▶ [Problem]: If a line of the data below contains the string "Clone", copy it into your answer.

▶ [Excerpted records]:
····················

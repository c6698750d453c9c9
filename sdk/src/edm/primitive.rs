use bigdecimal::BigDecimal;
use bytes::Bytes;
use chrono::{DateTime, NaiveDate, NaiveDateTime, Utc};
use serde::Serialize;
use std::fmt;
use uuid::Uuid;

/// Protocol primitive types with their wire names.
#[derive(Debug, Clone, Copy, PartialEq, Eq, Hash, Serialize)]
pub enum PrimitiveType {
    Binary,
    Boolean,
    Date,
    DateTimeOffset,
    Decimal,
    Double,
    Guid,
    Int16,
    Int32,
    Int64,
    Single,
    String,
}

impl PrimitiveType {
    /// Wire name as emitted in property metadata, e.g. `Edm.Int32`.
    pub const fn wire_name(&self) -> &'static str {
        match self {
            Self::Binary => "Edm.Binary",
            Self::Boolean => "Edm.Boolean",
            Self::Date => "Edm.Date",
            Self::DateTimeOffset => "Edm.DateTimeOffset",
            Self::Decimal => "Edm.Decimal",
            Self::Double => "Edm.Double",
            Self::Guid => "Edm.Guid",
            Self::Int16 => "Edm.Int16",
            Self::Int32 => "Edm.Int32",
            Self::Int64 => "Edm.Int64",
            Self::Single => "Edm.Single",
            Self::String => "Edm.String",
        }
    }
}

impl fmt::Display for PrimitiveType {
    fn fmt(&self, f: &mut fmt::Formatter<'_>) -> fmt::Result {
        f.write_str(self.wire_name())
    }
}

/// Runtime scalar carried by a property.
#[derive(Debug, Clone, PartialEq, Serialize)]
#[serde(untagged)]
pub enum PrimitiveValue {
    Boolean(bool),
    Int16(i16),
    Int32(i32),
    Int64(i64),
    Single(f32),
    Double(f64),
    Decimal(BigDecimal),
    String(String),
    Guid(Uuid),
    Date(NaiveDate),
    DateTime(DateTime<Utc>),
    Binary(Bytes),
}

impl PrimitiveValue {
    /// Protocol type of this value.
    pub fn primitive_type(&self) -> PrimitiveType {
        match self {
            Self::Boolean(_) => PrimitiveType::Boolean,
            Self::Int16(_) => PrimitiveType::Int16,
            Self::Int32(_) => PrimitiveType::Int32,
            Self::Int64(_) => PrimitiveType::Int64,
            Self::Single(_) => PrimitiveType::Single,
            Self::Double(_) => PrimitiveType::Double,
            Self::Decimal(_) => PrimitiveType::Decimal,
            Self::String(_) => PrimitiveType::String,
            Self::Guid(_) => PrimitiveType::Guid,
            Self::Date(_) => PrimitiveType::Date,
            Self::DateTime(_) => PrimitiveType::DateTimeOffset,
            Self::Binary(_) => PrimitiveType::Binary,
        }
    }

    /// Render this value as a key literal per the identifier grammar.
    ///
    /// Strings are single-quoted with embedded quotes doubled; binaries are
    /// hex-encoded inside `binary'..'`; everything else renders bare.
    pub fn literal(&self) -> String {
        match self {
            Self::Boolean(v) => v.to_string(),
            Self::Int16(v) => v.to_string(),
            Self::Int32(v) => v.to_string(),
            Self::Int64(v) => v.to_string(),
            Self::Single(v) => v.to_string(),
            Self::Double(v) => v.to_string(),
            Self::Decimal(v) => v.to_string(),
            Self::String(v) => format!("'{}'", v.replace('\'', "''")),
            Self::Guid(v) => v.to_string(),
            Self::Date(v) => v.to_string(),
            Self::DateTime(v) => v.to_rfc3339(),
            Self::Binary(v) => format!("binary'{}'", hex::encode(v)),
        }
    }
}

/// Rust scalars the protocol can carry directly.
///
/// The impls below are the primitive type table: they fix the wire type name
/// a declared field gets and how a runtime value enters the value model.
/// Naive date-times are pinned to UTC on entry.
pub trait EdmPrimitive {
    /// Protocol type for this Rust type.
    const EDM_TYPE: PrimitiveType;

    /// Move the runtime value into the protocol value model.
    fn into_edm(self) -> PrimitiveValue;
}

impl EdmPrimitive for bool {
    const EDM_TYPE: PrimitiveType = PrimitiveType::Boolean;
    fn into_edm(self) -> PrimitiveValue {
        PrimitiveValue::Boolean(self)
    }
}

impl EdmPrimitive for i16 {
    const EDM_TYPE: PrimitiveType = PrimitiveType::Int16;
    fn into_edm(self) -> PrimitiveValue {
        PrimitiveValue::Int16(self)
    }
}

impl EdmPrimitive for i32 {
    const EDM_TYPE: PrimitiveType = PrimitiveType::Int32;
    fn into_edm(self) -> PrimitiveValue {
        PrimitiveValue::Int32(self)
    }
}

impl EdmPrimitive for i64 {
    const EDM_TYPE: PrimitiveType = PrimitiveType::Int64;
    fn into_edm(self) -> PrimitiveValue {
        PrimitiveValue::Int64(self)
    }
}

impl EdmPrimitive for f32 {
    const EDM_TYPE: PrimitiveType = PrimitiveType::Single;
    fn into_edm(self) -> PrimitiveValue {
        PrimitiveValue::Single(self)
    }
}

impl EdmPrimitive for f64 {
    const EDM_TYPE: PrimitiveType = PrimitiveType::Double;
    fn into_edm(self) -> PrimitiveValue {
        PrimitiveValue::Double(self)
    }
}

impl EdmPrimitive for BigDecimal {
    const EDM_TYPE: PrimitiveType = PrimitiveType::Decimal;
    fn into_edm(self) -> PrimitiveValue {
        PrimitiveValue::Decimal(self)
    }
}

impl EdmPrimitive for String {
    const EDM_TYPE: PrimitiveType = PrimitiveType::String;
    fn into_edm(self) -> PrimitiveValue {
        PrimitiveValue::String(self)
    }
}

impl EdmPrimitive for &str {
    const EDM_TYPE: PrimitiveType = PrimitiveType::String;
    fn into_edm(self) -> PrimitiveValue {
        PrimitiveValue::String(self.to_owned())
    }
}

impl EdmPrimitive for Uuid {
    const EDM_TYPE: PrimitiveType = PrimitiveType::Guid;
    fn into_edm(self) -> PrimitiveValue {
        PrimitiveValue::Guid(self)
    }
}

impl EdmPrimitive for NaiveDate {
    const EDM_TYPE: PrimitiveType = PrimitiveType::Date;
    fn into_edm(self) -> PrimitiveValue {
        PrimitiveValue::Date(self)
    }
}

impl EdmPrimitive for NaiveDateTime {
    const EDM_TYPE: PrimitiveType = PrimitiveType::DateTimeOffset;
    fn into_edm(self) -> PrimitiveValue {
        PrimitiveValue::DateTime(self.and_utc())
    }
}

impl EdmPrimitive for DateTime<Utc> {
    const EDM_TYPE: PrimitiveType = PrimitiveType::DateTimeOffset;
    fn into_edm(self) -> PrimitiveValue {
        PrimitiveValue::DateTime(self)
    }
}

impl EdmPrimitive for Bytes {
    const EDM_TYPE: PrimitiveType = PrimitiveType::Binary;
    fn into_edm(self) -> PrimitiveValue {
        PrimitiveValue::Binary(self)
    }
}

#[cfg(test)]
mod tests {
    use super::*;

    #[test]
    fn wire_names_are_qualified() {
        assert_eq!(PrimitiveType::Int32.wire_name(), "Edm.Int32");
        assert_eq!(PrimitiveType::DateTimeOffset.wire_name(), "Edm.DateTimeOffset");
        assert_eq!(PrimitiveType::Guid.to_string(), "Edm.Guid");
    }

    #[test]
    fn values_agree_with_their_table_entry() {
        assert_eq!(42i32.into_edm().primitive_type(), <i32 as EdmPrimitive>::EDM_TYPE);
        assert_eq!("x".into_edm().primitive_type(), PrimitiveType::String);
        assert_eq!(true.into_edm().primitive_type(), PrimitiveType::Boolean);
    }

    #[test]
    fn string_literals_are_quoted_and_escaped() {
        assert_eq!("plain".into_edm().literal(), "'plain'");
        assert_eq!("O'Neil".into_edm().literal(), "'O''Neil'");
    }

    #[test]
    fn numeric_literals_render_bare() {
        assert_eq!(42i32.into_edm().literal(), "42");
        assert_eq!(19.5f64.into_edm().literal(), "19.5");
    }

    #[test]
    fn naive_datetimes_are_pinned_to_utc() {
        let naive = NaiveDate::from_ymd_opt(2024, 5, 1)
            .unwrap()
            .and_hms_opt(12, 30, 0)
            .unwrap();
        match naive.into_edm() {
            PrimitiveValue::DateTime(dt) => {
                assert_eq!(dt.timezone(), Utc);
                assert_eq!(dt.to_rfc3339(), "2024-05-01T12:30:00+00:00");
            }
            other => panic!("expected DateTime, got {other:?}"),
        }
    }

    #[test]
    fn binary_literals_are_hex_encoded() {
        let value = Bytes::from_static(&[0xde, 0xad]);
        assert_eq!(value.into_edm().literal(), "binary'dead'");
    }

    #[test]
    fn guid_literals_render_bare() {
        let guid = Uuid::new_v4();
        let literal = guid.into_edm().literal();
        assert_eq!(literal, guid.to_string());
        assert!(!literal.contains('\''));
    }
}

····················

▶ [Answer to the problem]:
#[derive(Debug, Clone, Copy, PartialEq, Eq, Hash, Serialize)]
#[derive(Debug, Clone, PartialEq, Serialize)]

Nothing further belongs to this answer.